The country banned international flights for a week on March 20, and many states in the country have either curtailed or suspended public transport as preventive measures against the disease.

Airlines
This is the first time, India has effected a total shutdown of its air transport. A similar action was taken by United States of America after the terror attack on the World Trade Centre on 11 September, 2001. Photo: Dalip Kumar
Arindam Majumder New Delhi
3 min read Last Updated : Mar 24 2020 | 5:30 PM IST
To strengthen the nationwide lockdown to stop the spread of coronavirus, India has banned air travel from Wednesday.  The prohibition will stay till midnight, March 31. The move is the latest in a round of steps, including banning bus and railway travel, the government has taken. 

This is the first time India has effected a total shutdown of air transport. The United States did it after the terror attack on the World Trade Centre on September 11, 2001. 

The World Health Organization (WHO) has declared corona virus a pandemic. The government used a clause in the Aircraft Act, 1934, to suspend air travel.

“Operations of domestic scheduled commercial airlines shall cease with effective from the midnight of 11:59 PM on 24 March. Airlines have to plan operations so as to land at their destination before 11:59 PM on 24 March (sic),” a notification by the Directorate General of Civil Aviation sent to airlines said.

Sources aware of the development said there was much deliberation between different arms of the government on this. 

“Airlines themselves were curtailing flights. So we kept waiting. But by the end of the day a decision was taken to ban as the spread was increasing,” said a government official.
A worker sprays disinfectant inside the cabin of a Lion Air passenger jet as a precaution against the new coronavirus, at Soekarno-Hatta International Airport in Tangerang, Indonesia

The decision finally was taken at the level of the Prime Minister’s Office and the multi-ministerial team, which includes officials from the ministries of health, civil aviation, and home.

“The government clearly sees heightened risks related to the COVID-19 virus and is determined to take unprecedented action to slow its transmission.
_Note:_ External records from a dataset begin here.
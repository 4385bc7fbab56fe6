//! Writing JSON responses.
//!
//! # Responsibilities
//! - Serialize any value into a JSON response body
//! - Copy caller-supplied headers, then force `Content-Type: application/json`
//! - Build the uniform error envelope from any error value
//!
//! # Design Decisions
//! - Serialization failures are returned untouched, never reclassified
//! - The error responder defaults to 400 Bad Request

use std::fmt::Display;

use axum::{
    body::Body,
    http::{header::CONTENT_TYPE, HeaderMap, HeaderValue, StatusCode},
    response::{IntoResponse, Response},
};
use serde::{Deserialize, Serialize};

use crate::http::error::{DecodeError, EncodeError};
use crate::http::request::APPLICATION_JSON;
use crate::http::tools::JsonTools;

/// The envelope used for both success and error responses.
///
/// `error` is true exactly when `message` describes a failure; `data` is
/// left out of the wire form when absent.
#[derive(Debug, Clone, PartialEq, Serialize, Deserialize)]
pub struct JsonResponse<T = serde_json::Value> {
    pub error: bool,
    pub message: String,
    #[serde(default, skip_serializing_if = "Option::is_none")]
    pub data: Option<T>,
}

impl<T> JsonResponse<T> {
    pub fn ok(message: impl Into<String>) -> Self {
        Self {
            error: false,
            message: message.into(),
            data: None,
        }
    }

    pub fn ok_with_data(message: impl Into<String>, data: T) -> Self {
        Self {
            error: false,
            message: message.into(),
            data: Some(data),
        }
    }

    pub fn error(message: impl Into<String>) -> Self {
        Self {
            error: true,
            message: message.into(),
            data: None,
        }
    }
}

/// Serialize `data` and build a response with `status`.
///
/// Every key in `headers` replaces whatever the response held for it;
/// `Content-Type` is set last and always wins.
pub fn json_response<T>(
    status: StatusCode,
    data: &T,
    headers: Option<&HeaderMap>,
) -> Result<Response, EncodeError>
where
    T: Serialize + ?Sized,
{
    let out = serde_json::to_vec(data)?;

    let mut response = Response::new(Body::from(out));
    if let Some(headers) = headers {
        let target = response.headers_mut();
        for key in headers.keys() {
            target.remove(key);
            for value in headers.get_all(key) {
                target.append(key.clone(), value.clone());
            }
        }
    }

    response
        .headers_mut()
        .insert(CONTENT_TYPE, HeaderValue::from_static(APPLICATION_JSON));
    *response.status_mut() = status;

    Ok(response)
}

/// Build an error envelope from `err` and render it with `status`
/// (400 when omitted).
pub fn error_response<E>(err: &E, status: Option<StatusCode>) -> Result<Response, EncodeError>
where
    E: Display + ?Sized,
{
    let status = status.unwrap_or(StatusCode::BAD_REQUEST);
    let payload: JsonResponse = JsonResponse::error(err.to_string());

    tracing::debug!(status = %status, message = %payload.message, "Sending JSON error response");
    json_response(status, &payload, None)
}

impl JsonTools {
    /// Write `data` as a JSON response.
    pub fn write_json<T>(
        &self,
        status: StatusCode,
        data: &T,
        headers: Option<&HeaderMap>,
    ) -> Result<Response, EncodeError>
    where
        T: Serialize + ?Sized,
    {
        json_response(status, data, headers)
    }

    /// Write `err` as a JSON error envelope.
    pub fn error_json<E>(&self, err: &E, status: Option<StatusCode>) -> Result<Response, EncodeError>
    where
        E: Display + ?Sized,
    {
        error_response(err, status)
    }
}

impl<T: Serialize> IntoResponse for JsonResponse<T> {
    fn into_response(self) -> Response {
        let status = if self.error {
            StatusCode::BAD_REQUEST
        } else {
            StatusCode::OK
        };
        match json_response(status, &self, None) {
            Ok(response) => response,
            Err(e) => {
                tracing::error!(error = %e, "Failed to serialize response");
                (StatusCode::INTERNAL_SERVER_ERROR, "Failed to serialize response").into_response()
            }
        }
    }
}

impl IntoResponse for DecodeError {
    fn into_response(self) -> Response {
        match error_response(&self, Some(self.status())) {
            Ok(response) => response,
            Err(e) => {
                tracing::error!(error = %e, "Failed to serialize error response");
                (StatusCode::INTERNAL_SERVER_ERROR, "Failed to serialize response").into_response()
            }
        }
    }
}
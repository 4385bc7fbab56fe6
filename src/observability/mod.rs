//! Observability subsystem.
//!
//! Structured logging through `tracing`; HTTP access spans come from
//! `tower_http::trace::TraceLayer` in the server.

pub mod logging;

pub use logging::init_logging;
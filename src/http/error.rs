//! Error taxonomy for JSON request and response handling.

use axum::http::StatusCode;
use thiserror::Error;

/// Why a request body could not be decoded.
///
/// The `Display` text is the message sent back to the client, so it carries
/// the offsets, field names and limits a caller needs to fix the request.
#[derive(Debug, Clone, PartialEq, Eq, Error)]
pub enum DecodeError {
    /// A Content-Type header was sent and it is not `application/json`.
    #[error("the Content-Type header is not application/json")]
    WrongContentType,

    /// Invalid JSON at a known position.
    #[error("body contains badly-formed JSON (at character {offset})")]
    MalformedSyntax { offset: usize },

    /// The body ended in the middle of a value.
    #[error("body contains badly-formed JSON")]
    TruncatedInput,

    /// A value had the wrong JSON type for its destination field.
    #[error("body contains incorrect JSON type for field {field:?} at offset {offset}")]
    TypeMismatch { field: String, offset: usize },

    /// Nothing but whitespace was sent.
    #[error("body must not be empty")]
    EmptyBody,

    /// Strict mode saw a key the destination does not declare.
    #[error("body contains unknown key \"{0}\"")]
    UnknownField(String),

    /// The body ran past the configured ceiling.
    #[error("body must not be larger than {limit} bytes")]
    BodyTooLarge { limit: usize },

    /// The destination type itself refused to be decoded into.
    #[error("error unmarshalling json: {0}")]
    InvalidDestination(String),

    /// A well-formed value was followed by more data.
    #[error("body must only contain a single JSON value")]
    MultipleValues,

    /// Anything else, passed through unchanged.
    #[error("{0}")]
    Unclassified(String),
}

impl DecodeError {
    /// Status code used when this error is rendered as a response.
    pub fn status(&self) -> StatusCode {
        match self {
            DecodeError::WrongContentType => StatusCode::UNSUPPORTED_MEDIA_TYPE,
            DecodeError::BodyTooLarge { .. } => StatusCode::PAYLOAD_TOO_LARGE,
            _ => StatusCode::BAD_REQUEST,
        }
    }
}

/// Failure to produce a JSON response. The serializer's error is kept as is.
#[derive(Debug, Error)]
pub enum EncodeError {
    #[error(transparent)]
    Serialization(#[from] serde_json::Error),
}
//! Configuration loading from disk.

use std::fs;
use std::path::Path;

use thiserror::Error;

use crate::config::schema::ServiceConfig;
use crate::config::validation::{validate_config, ValidationError};

/// Error type for configuration loading.
#[derive(Debug, Error)]
pub enum ConfigError {
    #[error("IO error: {0}")]
    Io(#[from] std::io::Error),

    #[error("Parse error: {0}")]
    Parse(#[from] toml::de::Error),

    #[error("Validation failed: {}", join(.0))]
    Validation(Vec<ValidationError>),
}

fn join(errors: &[ValidationError]) -> String {
    errors
        .iter()
        .map(ToString::to_string)
        .collect::<Vec<_>>()
        .join(", ")
}

/// Load and validate configuration from a TOML file.
pub fn load_config(path: &Path) -> Result<ServiceConfig, ConfigError> {
    let content = fs::read_to_string(path)?;
    parse_config(&content)
}

/// Parse and validate configuration from TOML text.
pub fn parse_config(content: &str) -> Result<ServiceConfig, ConfigError> {
    let config: ServiceConfig = toml::from_str(content)?;
    validate_config(&config).map_err(ConfigError::Validation)?;
    Ok(config)
}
This is the right decision in the prevailing circumstances. 

For airlines, this suspension coincides with what can only be described as a destruction of demand in the last few days,” said Kapil Kaul, chief executive officer, CAPA, which is an aviation consultant.


Kaul said the disruption aviation was experiencing would leave an impact well beyond 2020-21 unless the government lent support. The government is planning an extensive relief package for the aviation sector. Government sources part of forming the relief package said there would be multiple aspects to the relief package in order to take care of the reduced cash flow of airlines.

Primary measures will be extending two-month fuel credit from oil-marketing companies, waiving landing, parking charges and soft loan and waiver of all taxes from jet fuel like excise duty, value added tax. Simultaneously, the government will also ask banks to offer soft loans to airlines at 1 or 1.5 percent interest rate from banks based in Gujarat International Finance Tec-City (GIFT).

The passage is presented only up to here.